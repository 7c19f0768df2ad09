//! Top-level module for the quiz session engine.
//!
//! This crate provides a vocabulary-drill quiz engine, including:
//! - Ordered vocabulary lists built from uploaded text (`VocabList`)
//! - Random question drawing in two styles (`question`)
//! - Answer grading against a question reference (`grading`)
//! - Session state machine and orchestration (`QuizSession`)

/// Ordered vocabulary list parsed from uploaded word-pair files.
///
/// Handles header stripping, blank-line removal, and concatenating
/// multiple sources in upload order.
pub mod vocabulary;

/// Question drawing for both quiz styles.
///
/// Selects a random pair by rejection sampling over list positions and
/// shapes it into a prompt, a reference position, and (for the
/// multiple-choice style) a shuffled candidate set.
pub mod question;

/// Answer grading.
///
/// Recovers the expected term from the vocabulary list through the
/// question reference and compares it to the submitted answer after
/// normalization.
pub mod grading;

/// Session state machine and engine orchestration.
///
/// Tracks style, mode, and progress counters, owns the active
/// vocabulary list, and decides when the quiz completes.
pub mod session;

pub use grading::Grade;
pub use question::{Question, QuizStyle};
pub use session::{QuizMode, QuizSession};
pub use vocabulary::VocabList;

Task statement - Taking the listing above as the source, transcribe only the lines starting at the line with "in upload order." and going through the line with "shuffled candidate set.", unaltered and with both ends included.

Your response -
/// multiple sources in upload order.
pub mod vocabulary;

/// Question drawing for both quiz styles.
///
/// Selects a random pair by rejection sampling over list positions and
/// shapes it into a prompt, a reference position, and (for the
/// multiple-choice style) a shuffled candidate set.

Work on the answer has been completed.